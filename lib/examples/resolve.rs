use std::{env, time::Duration};

use r_arplib::{
    network, packet,
    resolver::{ARPResolver, ResolutionRequest},
    targets::{DnsTargetResolver, TargetResolver},
};

fn is_root() -> bool {
    match env::var("USER") {
        Ok(val) => val == "root",
        Err(_e) => false,
    }
}

fn main() {
    if !is_root() {
        panic!("permission denied: must run with root privileges");
    }

    let host = env::args().nth(1).expect("usage: resolve <host>");
    let target_ip = DnsTargetResolver
        .resolve(&host)
        .expect("failed to look up host");

    let interface =
        network::get_default_interface().expect("cannot find interface");
    let wire = packet::wire::default(&interface).expect("failed to create wire");

    let resolver = ARPResolver::builder()
        .wire(wire)
        .timeout(Duration::from_secs(3))
        .build()
        .expect("failed to build resolver");

    let request = ResolutionRequest::builder()
        .source_mac(interface.mac)
        .source_ip(interface.ipv4)
        .target_ip(target_ip)
        .build()
        .expect("failed to build request");

    match resolver.resolve(&request) {
        Ok(resolution) => {
            let resolution = resolution.with_vendor();
            println!(
                "{} is at {} ({}) in {}ms",
                resolution.ip,
                resolution.mac,
                resolution.vendor,
                resolution.latency_ms
            );
        }
        Err(e) => println!("failed to resolve {}: {}", target_ip, e),
    }
}
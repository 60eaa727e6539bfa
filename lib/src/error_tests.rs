use std::{
    net::Ipv4Addr,
    str::FromStr,
    sync::{Arc, Mutex},
    thread,
};

use super::*;

#[test]
fn identifies_timeouts() {
    let err = RArpLibError::ResolutionTimeout {
        target: Ipv4Addr::new(192, 168, 1, 2),
        timeout: Duration::from_millis(100),
    };
    assert!(err.is_timeout());
    assert!(!RArpLibError::ReceiveFailed("boom".into()).is_timeout());
}

#[test]
fn converts_thread_panics() {
    let handle = thread::spawn(|| -> u8 { panic!("oh no") });
    let err: RArpLibError = handle.join().unwrap_err().into();
    assert!(err.to_string().contains("oh no"));
}

#[test]
fn converts_address_parse_errors() {
    let parse_err = Ipv4Addr::from_str("not-an-ip").unwrap_err();
    let err = RArpLibError::from_net_addr_parse_error("not-an-ip", parse_err);
    match err {
        RArpLibError::Target { target, .. } => assert_eq!(target, "not-an-ip"),
        other => panic!("unexpected error: {other}"),
    }
}

#[test]
fn converts_waiter_table_poison() {
    let table = Arc::new(Mutex::new(0u8));
    let table_clone = Arc::clone(&table);

    let _ = thread::spawn(move || {
        let _guard = table_clone.lock().unwrap();
        panic!("Simulated panic");
    })
    .join();

    let err = table
        .lock()
        .map_err(RArpLibError::from_waiter_table_poison)
        .unwrap_err();
    assert!(matches!(err, RArpLibError::WaiterTableLock(_)));
}
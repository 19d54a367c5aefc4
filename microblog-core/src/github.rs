//! GitHub contents API publisher
//!
//! `PUT /repos/{owner}/{repo}/contents/{path}` with a bearer token. GitHub
//! refuses to create a file that already exists at `path` without its blob
//! sha, so a retried post with the same address is rejected, never duplicated.

use std::time::Duration;

use async_trait::async_trait;
use reqwest::{Client, Request, Url};
use serde::Serialize;
use tracing::{debug, warn};

use crate::error::PublishError;
use crate::publish::{Committer, CreateFileRequest, Publisher};

pub const DEFAULT_API_BASE: &str = "https://api.github.com";
pub const DEFAULT_TIMEOUT_SECS: u64 = 30;
const API_VERSION: &str = "2022-11-28";
const USER_AGENT: &str = concat!("microblog/", env!("CARGO_PKG_VERSION"));

/// Where and how to reach the API
#[derive(Debug, Clone, PartialEq, Eq)]
pub struct GithubSettings {
    pub api_base: String,
    pub timeout: Duration,
}

impl Default for GithubSettings {
    fn default() -> Self {
        Self {
            api_base: DEFAULT_API_BASE.to_string(),
            timeout: Duration::from_secs(DEFAULT_TIMEOUT_SECS),
        }
    }
}

#[derive(Serialize)]
struct CreateFileBody<'a> {
    message: &'a str,
    committer: &'a Committer,
    content: &'a str,
}

/// Authenticated client for one token
#[derive(Debug, Clone)]
pub struct GithubPublisher {
    client: Client,
    api_base: Url,
    token: String,
}

impl GithubPublisher {
    pub fn new(token: impl Into<String>, settings: &GithubSettings) -> Result<Self, PublishError> {
        let api_base = Url::parse(&settings.api_base).map_err(|e| PublishError::Client {
            message: format!("invalid API base {:?}: {}", settings.api_base, e),
        })?;

        let client = Client::builder()
            .user_agent(USER_AGENT)
            .timeout(settings.timeout)
            .build()
            .map_err(|e| PublishError::Client {
                message: e.to_string(),
            })?;

        Ok(Self {
            client,
            api_base,
            token: token.into(),
        })
    }

    /// Contents endpoint for `request`, each segment percent-encoded
    pub fn contents_url(&self, request: &CreateFileRequest) -> Result<Url, PublishError> {
        let mut url = self.api_base.clone();
        {
            let mut segments = url.path_segments_mut().map_err(|_| PublishError::Client {
                message: format!("API base {} cannot take a path", self.api_base),
            })?;
            segments
                .pop_if_empty()
                .push("repos")
                .push(&request.repo.owner)
                .push(&request.repo.name)
                .push("contents")
                .extend(request.path.split('/'));
        }
        Ok(url)
    }

    /// Build the HTTP request without sending it
    pub fn build_request(&self, request: &CreateFileRequest) -> Result<Request, PublishError> {
        let body = CreateFileBody {
            message: &request.message,
            committer: &request.committer,
            content: &request.content,
        };

        self.client
            .put(self.contents_url(request)?)
            .bearer_auth(&self.token)
            .header(reqwest::header::ACCEPT, "application/vnd.github+json")
            .header("X-GitHub-Api-Version", API_VERSION)
            .json(&body)
            .build()
            .map_err(|e| PublishError::Client {
                message: e.to_string(),
            })
    }
}

#[async_trait]
impl Publisher for GithubPublisher {
    async fn create_file(&self, request: &CreateFileRequest) -> Result<(), PublishError> {
        let http_request = self.build_request(request)?;
        debug!(url = %http_request.url(), "PUT contents");

        let response = self.client.execute(http_request).await?;
        let status = response.status();

        if status.is_success() {
            return Ok(());
        }

        let text = response.text().await.unwrap_or_default();
        let message = error_message(&text)
            .unwrap_or_else(|| status.canonical_reason().unwrap_or("Request failed").to_string());

        warn!(status = status.as_u16(), %message, path = %request.path, "GitHub rejected create-file");
        Err(PublishError::rejected(status.as_u16(), message))
    }
}

/// GitHub error bodies look like `{"message": "...", "documentation_url": "..."}`
fn error_message(body: &str) -> Option<String> {
    let value: serde_json::Value = serde_json::from_str(body).ok()?;
    value
        .get("message")
        .and_then(|m| m.as_str())
        .map(str::to_string)
}
use std::env;
use std::fs;
use std::path::{Path, PathBuf};
use std::time::Duration;

use once_cell::sync::Lazy;
use regex::Regex;
use serde::{Deserialize, Serialize};

use crate::error::{MicroblogError, Result};
use crate::github::{GithubSettings, DEFAULT_API_BASE, DEFAULT_TIMEOUT_SECS};
use crate::repo::RepoCoordinate;

pub const TOKEN_ENV: &str = "MICROBLOG_GITHUB_TOKEN";
pub const REPO_ENV: &str = "MICROBLOG_REPO";

static VAR_PATTERN: Lazy<Regex> =
    Lazy::new(|| Regex::new(r"\$\{([A-Za-z_][A-Za-z0-9_]*)\}").expect("valid regex"));

/// Settings file at ~/.microblog/config.toml
#[derive(Debug, Clone, Default, Serialize, Deserialize)]
pub struct MicroblogConfig {
    #[serde(default)]
    pub github: GithubConfig,
}

#[derive(Debug, Clone, Default, Serialize, Deserialize)]
pub struct GithubConfig {
    /// Personal access token with contents write permission
    pub token: Option<String>,
    /// `owner/name`
    pub repo: Option<String>,
    pub api_base: Option<String>,
    pub timeout_secs: Option<u64>,
}

/// Everything a publish needs, after flags, env and file are merged
#[derive(Debug, Clone)]
pub struct ResolvedConfig {
    pub token: String,
    pub repo: RepoCoordinate,
    pub github: GithubSettings,
}

impl MicroblogConfig {
    /// Load from the default location
    pub fn load() -> Result<Self> {
        Self::load_from(&Self::config_path())
    }

    /// Load from `path`, expanding `${VAR}` references from the environment
    pub fn load_from(path: &Path) -> Result<Self> {
        if !path.exists() {
            return Err(MicroblogError::ConfigNotFound {
                path: path.to_path_buf(),
            });
        }

        let content = fs::read_to_string(path)?;
        let mut config: Self =
            toml::from_str(&content).map_err(|e| MicroblogError::config_parse(path, e))?;
        config.expand_variables();

        Ok(config)
    }

    /// Load if present; a missing file is an empty config
    pub fn load_optional(path: &Path) -> Result<Self> {
        match Self::load_from(path) {
            Err(MicroblogError::ConfigNotFound { .. }) => Ok(Self::default()),
            other => other,
        }
    }

    /// Config file path: ~/.microblog/config.toml
    pub fn config_path() -> PathBuf {
        dirs::home_dir()
            .unwrap_or_else(|| PathBuf::from("."))
            .join(".microblog/config.toml")
    }

    fn expand_variables(&mut self) {
        let gh = &mut self.github;
        for value in [&mut gh.token, &mut gh.repo, &mut gh.api_base]
            .into_iter()
            .flatten()
        {
            *value = expand_string(value);
        }
    }

    /// Merge overrides (flags / env) over the file. Only presence is checked.
    pub fn resolve(&self, token: Option<String>, repo: Option<String>) -> Result<ResolvedConfig> {
        let token = non_empty(token)
            .or_else(|| non_empty(self.github.token.clone()))
            .ok_or_else(|| {
                MicroblogError::missing_setting(
                    "github.token",
                    format!(
                        "Use --token, the {} env var, or set [github].token in {}",
                        TOKEN_ENV,
                        Self::config_path().display()
                    ),
                )
            })?;

        let repo = non_empty(repo)
            .or_else(|| non_empty(self.github.repo.clone()))
            .ok_or_else(|| {
                MicroblogError::missing_setting(
                    "github.repo",
                    format!(
                        "Use --repo, the {} env var, or set [github].repo in {}",
                        REPO_ENV,
                        Self::config_path().display()
                    ),
                )
            })?;

        let github = GithubSettings {
            api_base: self
                .github
                .api_base
                .clone()
                .unwrap_or_else(|| DEFAULT_API_BASE.to_string()),
            timeout: Duration::from_secs(self.github.timeout_secs.unwrap_or(DEFAULT_TIMEOUT_SECS)),
        };

        Ok(ResolvedConfig {
            token,
            repo: RepoCoordinate::parse(&repo),
            github,
        })
    }

    /// Warn about raw tokens stored in the file instead of `${VAR}` references.
    ///
    /// Checks the text as written, before expansion.
    pub fn secret_warnings(raw_toml: &str) -> Vec<String> {
        let mut warnings = Vec::new();
        for (line_no, line) in raw_toml.lines().enumerate() {
            let line = line.trim();
            if line.starts_with('#') || !line.starts_with("token") {
                continue;
            }
            if let Some((_, value)) = line.split_once('=') {
                let value = value.trim().trim_matches('"');
                if !value.is_empty() && !VAR_PATTERN.is_match(value) {
                    warnings.push(format!(
                        "line {}: token is stored in plain text; prefer token = \"${{GITHUB_TOKEN}}\"",
                        line_no + 1
                    ));
                }
            }
        }
        warnings
    }

    /// Save config to `path`, creating the directory
    pub fn save_to(&self, path: &Path) -> Result<()> {
        if let Some(parent) = path.parent() {
            fs::create_dir_all(parent)?;
        }
        let toml_str = toml::to_string_pretty(self)
            .map_err(|e| MicroblogError::config(format!("failed to serialize config: {}", e)))?;
        fs::write(path, toml_str)?;
        Ok(())
    }
}

impl ResolvedConfig {
    /// Token with all but the last four characters hidden
    pub fn redacted_token(&self) -> String {
        redact(&self.token)
    }
}

pub fn redact(secret: &str) -> String {
    let count = secret.chars().count();
    if count <= 4 {
        return "*".repeat(count);
    }
    let tail: String = secret.chars().skip(count - 4).collect();
    format!("{}{}", "*".repeat(count - 4), tail)
}

/// Starter config written by `microblog config init`
pub fn template() -> &'static str {
    r#"# microblog configuration

[github]
# Personal access token with "contents: write" on the target repository.
# Prefer an environment reference over a literal token.
token = "${GITHUB_TOKEN}"

# Repository that receives posts, as owner/name
repo = "owner/name"

# api_base = "https://api.github.com"
# timeout_secs = 30
"#
}

/// Replace `${VAR}` with the variable's value; unset variables become empty
fn expand_string(s: &str) -> String {
    VAR_PATTERN
        .replace_all(s, |caps: &regex::Captures| env::var(&caps[1]).unwrap_or_default())
        .into_owned()
}

fn non_empty(value: Option<String>) -> Option<String> {
    value.filter(|v| !v.trim().is_empty())
}
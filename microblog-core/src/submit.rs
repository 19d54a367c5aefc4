//! Submission orchestrator
//!
//! ```text
//! Idle -> Validating -> Building -> Publishing -> Succeeded
//!            |                          |
//!            +--------> Failed <--------+
//! ```
//!
//! A failed submission keeps the body so the user can retry without retyping.
//! A successful one clears it. `submit` borrows the composer mutably, so a
//! second submission cannot start while one is outstanding.

use chrono::{DateTime, Utc};
use tracing::{debug, info, warn};

use crate::error::SubmitError;
use crate::post::Post;
use crate::publish::{publish, Publisher};
use crate::repo::RepoCoordinate;
use crate::validate::BodyValidator;

#[derive(Debug, Clone, Copy, PartialEq, Eq)]
pub enum SubmitState {
    Idle,
    Validating,
    Building,
    Publishing,
    Succeeded,
    Failed,
}

/// The compose form: body, inline error, and the submission state machine
pub struct Composer<P> {
    publisher: P,
    destination: RepoCoordinate,
    validator: BodyValidator,
    body: Option<String>,
    state: SubmitState,
    failure: Option<String>,
    last_attempt: Option<DateTime<Utc>>,
}

impl<P: Publisher> Composer<P> {
    pub fn new(publisher: P, destination: RepoCoordinate) -> Self {
        Self {
            publisher,
            destination,
            validator: BodyValidator::new(),
            body: None,
            state: SubmitState::Idle,
            failure: None,
            last_attempt: None,
        }
    }

    /// Edit the body. Clears a stale inline error and returns to `Idle`.
    pub fn set_body(&mut self, body: impl Into<String>) {
        self.body = Some(body.into());
        self.validator.clear_if_set();
        self.transition(SubmitState::Idle);
    }

    pub fn body(&self) -> Option<&str> {
        self.body.as_deref()
    }

    pub fn state(&self) -> SubmitState {
        self.state
    }

    /// Inline validation message, if the last check failed
    pub fn validation_error(&self) -> Option<&str> {
        self.validator.error()
    }

    /// Message of the last failed submission
    pub fn failure(&self) -> Option<&str> {
        self.failure.as_deref()
    }

    /// Instant of the last attempt that got past validation
    pub fn last_attempt(&self) -> Option<DateTime<Utc>> {
        self.last_attempt
    }

    pub fn destination(&self) -> &RepoCoordinate {
        &self.destination
    }

    pub async fn submit(&mut self) -> Result<Post, SubmitError> {
        self.submit_at(Utc::now()).await
    }

    /// Resubmit the kept body at the previous attempt's instant, so the
    /// retry addresses the same path. Falls back to now on a first attempt.
    pub async fn retry(&mut self) -> Result<Post, SubmitError> {
        let now = self.last_attempt.unwrap_or_else(Utc::now);
        self.submit_at(now).await
    }

    pub async fn submit_at(&mut self, now: DateTime<Utc>) -> Result<Post, SubmitError> {
        self.failure = None;
        self.transition(SubmitState::Validating);

        if !self.validator.validate(self.body.as_deref()) {
            let message = self.validator.error().unwrap_or_default().to_string();
            return Err(self.fail(SubmitError::Validation { message }));
        }
        // Validation guarantees a body
        let body = self.body.clone().unwrap_or_default();

        self.transition(SubmitState::Building);
        self.last_attempt = Some(now);
        let post = Post::build(&body, now);
        debug!(id = %post.id, path = %post.path, timestamp = %post.timestamp, "built post");

        self.transition(SubmitState::Publishing);
        match publish(&post, &self.destination, &self.publisher).await {
            Ok(()) => {
                self.body = None;
                self.last_attempt = None;
                self.transition(SubmitState::Succeeded);
                info!(id = %post.id, "post created");
                Ok(post)
            }
            Err(e) => Err(self.fail(e.into())),
        }
    }

    fn fail(&mut self, err: SubmitError) -> SubmitError {
        warn!(error = %err, "submission failed");
        self.failure = Some(err.to_string());
        self.transition(SubmitState::Failed);
        err
    }

    fn transition(&mut self, next: SubmitState) {
        if self.state != next {
            debug!(from = ?self.state, to = ?next, "submission state");
            self.state = next;
        }
    }
}

#[cfg(test)]
mod tests {
    use super::*;
    use crate::error::PublishError;
    use crate::publish::MockPublisher;
    use chrono::TimeZone;

    fn noon() -> DateTime<Utc> {
        Utc.with_ymd_and_hms(2024, 3, 7, 12, 0, 0).unwrap()
    }

    fn repo() -> RepoCoordinate {
        RepoCoordinate::new("octocat", "blog")
    }

    #[tokio::test]
    async fn test_success_clears_body() {
        let mock = MockPublisher::new();
        let mut composer = Composer::new(&mock, repo());
        composer.set_body("hello world");

        let post = composer.submit_at(noon()).await.unwrap();

        assert_eq!(post.path, "posts/2024/03/07/0ZAhLQE.md");
        assert_eq!(composer.state(), SubmitState::Succeeded);
        assert_eq!(composer.body(), None);
        assert_eq!(composer.failure(), None);
        assert_eq!(mock.requests().len(), 1);
    }

    #[tokio::test]
    async fn test_blank_body_never_reaches_publisher() {
        let mock = MockPublisher::new();
        let mut composer = Composer::new(&mock, repo());
        composer.set_body("   ");

        let err = composer.submit_at(noon()).await.unwrap_err();

        assert!(matches!(err, SubmitError::Validation { .. }));
        assert_eq!(composer.state(), SubmitState::Failed);
        assert_eq!(composer.validation_error(), Some("Value is required!"));
        assert!(mock.requests().is_empty());
    }

    #[tokio::test]
    async fn test_missing_body_fails_validation() {
        let mock = MockPublisher::new();
        let mut composer = Composer::new(&mock, repo());

        assert!(composer.submit().await.is_err());
        assert_eq!(composer.state(), SubmitState::Failed);
        assert_eq!(composer.last_attempt(), None);
    }

    #[tokio::test]
    async fn test_transport_failure_keeps_body() {
        let mock = MockPublisher::new();
        mock.push_outcome(Err(PublishError::transport("connection reset")));
        let mut composer = Composer::new(&mock, repo());
        composer.set_body("keep me");

        let err = composer.submit_at(noon()).await.unwrap_err();

        assert!(matches!(err, SubmitError::Publish(_)));
        assert_eq!(composer.state(), SubmitState::Failed);
        assert_eq!(composer.body(), Some("keep me"));
        assert_eq!(
            composer.failure(),
            Some("Unable to commit post: connection reset")
        );
    }

    #[tokio::test]
    async fn test_retry_targets_same_path() {
        let mock = MockPublisher::new();
        mock.push_outcome(Err(PublishError::transport("timed out")));
        let mut composer = Composer::new(&mock, repo());
        composer.set_body("retry me");

        composer.submit_at(noon()).await.unwrap_err();
        let post = composer.retry().await.unwrap();

        let requests = mock.requests();
        assert_eq!(requests.len(), 2);
        assert_eq!(requests[0].path, requests[1].path);
        assert_eq!(requests[0].content, requests[1].content);
        assert_eq!(post.path, requests[0].path);
        assert_eq!(composer.state(), SubmitState::Succeeded);
    }

    #[tokio::test]
    async fn test_edit_after_failure_returns_to_idle() {
        let mock = MockPublisher::new();
        let mut composer = Composer::new(&mock, repo());
        composer.set_body("");
        composer.submit_at(noon()).await.unwrap_err();

        composer.set_body("fixed");

        assert_eq!(composer.state(), SubmitState::Idle);
        assert_eq!(composer.validation_error(), None);
        composer.submit_at(noon()).await.unwrap();
    }
}
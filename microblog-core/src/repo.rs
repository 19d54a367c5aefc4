use std::fmt;

use serde::{Deserialize, Serialize};

/// Repository coordinate, parsed from an `owner/name` string.
///
/// Nothing beyond the split is checked: a malformed value shows up as a
/// rejected request, not here.
#[derive(Debug, Clone, PartialEq, Eq, Serialize, Deserialize)]
pub struct RepoCoordinate {
    pub owner: String,
    pub name: String,
}

impl RepoCoordinate {
    pub fn new(owner: impl Into<String>, name: impl Into<String>) -> Self {
        Self {
            owner: owner.into(),
            name: name.into(),
        }
    }

    /// First two `/`-separated segments; missing segments are empty
    pub fn parse(value: &str) -> Self {
        let mut parts = value.split('/');
        let owner = parts.next().unwrap_or_default();
        let name = parts.next().unwrap_or_default();
        Self::new(owner, name)
    }
}

impl fmt::Display for RepoCoordinate {
    fn fmt(&self, f: &mut fmt::Formatter<'_>) -> fmt::Result {
        write!(f, "{}/{}", self.owner, self.name)
    }
}

#[cfg(test)]
mod tests {
    use super::*;

    #[test]
    fn test_parse_owner_name() {
        let repo = RepoCoordinate::parse("octocat/microblog");
        assert_eq!(repo, RepoCoordinate::new("octocat", "microblog"));
        assert_eq!(repo.to_string(), "octocat/microblog");
    }

    #[test]
    fn test_parse_malformed_is_not_rejected() {
        assert_eq!(RepoCoordinate::parse("octocat"), RepoCoordinate::new("octocat", ""));
        assert_eq!(RepoCoordinate::parse(""), RepoCoordinate::new("", ""));
        assert_eq!(RepoCoordinate::parse("a/b/c"), RepoCoordinate::new("a", "b"));
    }
}
use std::path::{Path, PathBuf};

use anyhow::{anyhow, Context, Result};
use clap::{Parser, Subcommand};
use microblog_core::config::{redact, template};
use microblog_core::MicroblogConfig;

#[derive(Parser, Debug)]
pub struct ConfigArgs {
    /// Config file (default: ~/.microblog/config.toml)
    #[arg(long, env = "MICROBLOG_CONFIG", global = true)]
    pub config: Option<PathBuf>,

    #[command(subcommand)]
    pub command: ConfigCommands,
}

#[derive(Subcommand, Debug)]
pub enum ConfigCommands {
    /// Write a starter config file
    Init(InitArgs),
    /// Show config file path
    Path,
    /// Show the config file's values (token redacted)
    Show,
    /// Check that a token and repository are configured
    Validate,
}

#[derive(Parser, Debug)]
pub struct InitArgs {
    /// Force overwrite existing config
    #[arg(long, short)]
    pub force: bool,
}

pub fn run_config(args: ConfigArgs) -> Result<()> {
    let path = args.config.unwrap_or_else(MicroblogConfig::config_path);

    match args.command {
        ConfigCommands::Init(init) => run_init(&path, init),
        ConfigCommands::Path => {
            println!("{}", path.display());
            Ok(())
        }
        ConfigCommands::Show => run_show(&path),
        ConfigCommands::Validate => run_validate(&path),
    }
}

/// Config for publishing; a missing file is fine when flags or env fill the gaps
pub fn load_config(path: Option<&Path>) -> Result<MicroblogConfig> {
    let path = path
        .map(Path::to_path_buf)
        .unwrap_or_else(MicroblogConfig::config_path);
    MicroblogConfig::load_optional(&path)
        .with_context(|| format!("Failed to load config from {}", path.display()))
}

fn run_init(path: &Path, args: InitArgs) -> Result<()> {
    if path.exists() && !args.force {
        return Err(anyhow!(
            "Config already exists at {}\n\nUse --force to overwrite",
            path.display()
        ));
    }

    if let Some(parent) = path.parent() {
        std::fs::create_dir_all(parent)?;
    }
    std::fs::write(path, template())
        .with_context(|| format!("Failed to write config file: {}", path.display()))?;

    println!("✅ Created config at: {}", path.display());
    println!("\nNext steps:");
    println!("  1. Edit the config: $EDITOR {}", path.display());
    println!("  2. Set repo = \"owner/name\" and export GITHUB_TOKEN");
    println!("  3. Run: microblog config validate");

    Ok(())
}

fn run_show(path: &Path) -> Result<()> {
    let config = MicroblogConfig::load_from(path)?;
    let gh = &config.github;
    let unset = || "(not set)".to_string();

    println!("[github]");
    println!("token        = {}", gh.token.as_deref().map(redact).unwrap_or_else(unset));
    println!("repo         = {}", gh.repo.clone().unwrap_or_else(unset));
    println!(
        "api_base     = {}",
        gh.api_base
            .clone()
            .unwrap_or_else(|| microblog_core::github::DEFAULT_API_BASE.to_string())
    );
    println!(
        "timeout_secs = {}",
        gh.timeout_secs
            .unwrap_or(microblog_core::github::DEFAULT_TIMEOUT_SECS)
    );

    Ok(())
}

fn run_validate(path: &Path) -> Result<()> {
    println!("🔍 Validating configuration...");

    let config = MicroblogConfig::load_from(path)?;
    println!("   ✓ Config loaded from {}", path.display());

    let raw = std::fs::read_to_string(path)?;
    let warnings = MicroblogConfig::secret_warnings(&raw);
    if !warnings.is_empty() {
        println!("\n⚠️  Security warnings:");
        for warning in &warnings {
            println!("   {}", warning);
        }
        println!();
    }

    let resolved = config.resolve(None, None)?;
    println!("   ✓ token is set ({})", resolved.redacted_token());
    println!("   ✓ repo is set ({})", resolved.repo);

    println!("\n✅ Configuration valid!");
    Ok(())
}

☆ ☆ ☆ ☆ ☆

-- WHAT YOU NEED TO DO --
Take the lines from the top of the data through the one that contains "let handle = thread::spawn(||" and copy them exactly, leaving out every line after it.

-- ANSWER SPACE --
filename lib/examples/resolve.rs
use std::{env, time::Duration};

use r_arplib::{
    network, packet,
    resolver::{ARPResolver, ResolutionRequest},
    targets::{DnsTargetResolver, TargetResolver},
};

fn is_root() -> bool {
    match env::var("USER") {
        Ok(val) => val == "root",
        Err(_e) => false,
    }
}

fn main() {
    if !is_root() {
        panic!("permission denied: must run with root privileges");
    }

    let host = env::args().nth(1).expect("usage: resolve <host>");
    let target_ip = DnsTargetResolver
        .resolve(&host)
        .expect("failed to look up host");

    let interface =
        network::get_default_interface().expect("cannot find interface");
    let wire = packet::wire::default(&interface).expect("failed to create wire");

    let resolver = ARPResolver::builder()
        .wire(wire)
        .timeout(Duration::from_secs(3))
        .build()
        .expect("failed to build resolver");

    let request = ResolutionRequest::builder()
        .source_mac(interface.mac)
        .source_ip(interface.ipv4)
        .target_ip(target_ip)
        .build()
        .expect("failed to build request");

    match resolver.resolve(&request) {
        Ok(resolution) => {
            let resolution = resolution.with_vendor();
            println!(
                "{} is at {} ({}) in {}ms",
                resolution.ip,
                resolution.mac,
                resolution.vendor,
                resolution.latency_ms
            );
        }
        Err(e) => println!("failed to resolve {}: {}", target_ip, e),
    }
}
repository 60eaa727e6539bfa
filename lib/src/error_tests.rs
use std::{
    net::Ipv4Addr,
    str::FromStr,
    sync::{Arc, Mutex},
    thread,
};

use super::*;

#[test]
fn identifies_timeouts() {
    let err = RArpLibError::ResolutionTimeout {
        target: Ipv4Addr::new(192, 168, 1, 2),
        timeout: Duration::from_millis(100),
    };
    assert!(err.is_timeout());
    assert!(!RArpLibError::ReceiveFailed("boom".into()).is_timeout());
}

#[test]
fn converts_thread_panics() {
    let handle = thread::spawn(|| -> u8 { panic!("oh no") });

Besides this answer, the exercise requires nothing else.